During these tournaments, each day eventually blurs into the next. Basketball game after basketball game after basketball game. You become a machine; each photographer on the baseline connected together, moving together. Lenses in tandom.
Decompression time becomes SO important. Shooting any assignment puts your senses and concentration into overdrive; sports even more so. Imagine keeping track of action running up and down the court, of the coaches yelling and motioning, of players reacting to good and bad plays… all of these things are constantly at the front of your mind, requiring every ounce of your attention.
And that’s not counting the usual stress of getting to the venue, finding a seat in an overcrowded press room, setting up your laptop and getting everything ready for the mad dash back to edit and transmit. Nice little surprises such as “we’re not sure why the wireless Internet isn’t working” become the little things I enjoy the most. I’m kidding, of course.

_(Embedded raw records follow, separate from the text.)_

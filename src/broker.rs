//! Turns a device id into an authenticated channel: discovery lookup, then
//! relay rendezvous and handshake with a bounded number of immediate retries.

use std::sync::Arc;
use tokio::net::TcpStream;
use tracing::Instrument;

use crate::channel::SecureChannel;
use crate::common::TunnelConfig;
use crate::discovery::Discovery;
use crate::error::{Error, Result};
use crate::identity::DeviceId;
use crate::relay::Relay;
use crate::tls::{generate_in_memory, CertKeyPair};

/// Connects to devices through a shared discovery directory and relay.
pub struct ConnectionBroker<D, R> {
    discovery: Arc<D>,
    relay: Arc<R>,
    config: TunnelConfig,
}

impl<D: Discovery, R: Relay> ConnectionBroker<D, R> {
    pub fn new(discovery: Arc<D>, relay: Arc<R>, config: TunnelConfig) -> Self {
        Self {
            discovery,
            relay,
            config,
        }
    }

    /// First announced address of `target`.
    pub async fn lookup(&self, target: &DeviceId) -> Result<String> {
        tracing::info!("looking up device");
        let addresses = self.discovery.lookup(target).await?;
        let address = addresses
            .into_iter()
            .next()
            .ok_or(Error::NoAddressFound(*target))?;
        tracing::info!(address = %address, "found address");
        Ok(address)
    }

    /// One rendezvous and handshake attempt against `address`.
    pub async fn connect(
        &self,
        own: &CertKeyPair,
        target: &DeviceId,
        address: &str,
    ) -> Result<SecureChannel<TcpStream>> {
        let invitation = self.relay.get_invitation(address, target, own).await?;
        tracing::debug!(invitation = %invitation, "got invitation");
        let stream = self.relay.join_session(&invitation).await?;
        let channel =
            SecureChannel::handshake_as_client(stream, own, target, self.config.conn_timeout).await?;
        tracing::info!("handshake complete");
        Ok(channel)
    }

    /// Looks up `target` and connects to it under a fresh certificate named
    /// `client_name`.
    ///
    /// A failed attempt is retried immediately up to `connect_retries` times.
    /// An empty lookup and authentication failures are returned at once.
    pub async fn lookup_and_connect(
        &self,
        client_name: &str,
        target: &DeviceId,
    ) -> Result<SecureChannel<TcpStream>> {
        let span = tracing::info_span!("connect", target = %target.short());
        self.connect_with_retries(client_name, target)
            .instrument(span)
            .await
    }

    async fn connect_with_retries(
        &self,
        client_name: &str,
        target: &DeviceId,
    ) -> Result<SecureChannel<TcpStream>> {
        let own = generate_in_memory(client_name)?;
        let address = self.lookup(target).await?;

        let retries = self.config.connect_retries;
        let mut retry = 0;
        loop {
            tracing::debug!(attempt = retry + 1, "connecting");
            match self.connect(&own, target, &address).await {
                Ok(channel) => return Ok(channel),
                Err(e) if e.is_authentication() => {
                    tracing::error!(error = %e, "peer failed authentication");
                    return Err(e);
                }
                Err(e) if retry < retries => {
                    retry += 1;
                    tracing::warn!(error = %e, "retry {} of {}", retry, retries);
                }
                Err(e) => {
                    tracing::error!(error = %e, "giving up");
                    return Err(e);
                }
            }
        }
    }
}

Flash Wizards, the magic boxes that tie remote cameras and banks of strobes together.
But at the end of the day, you feel accomplished. Exhausted, yet really proud that you possibly beat shooters from AP and Sports Illustrated and The St. Louis Post-Dispatch. And when a team like Bradley beats Wichita State, the Missouri Valley regular season champions, in a semi-final match, you know that you’re doing something you love.
Sports Illustrated’s David Klutho, who mainly used stereoscopic film cameras on strobes the entire tournament. Bizarre, amazing and apparently his expertise.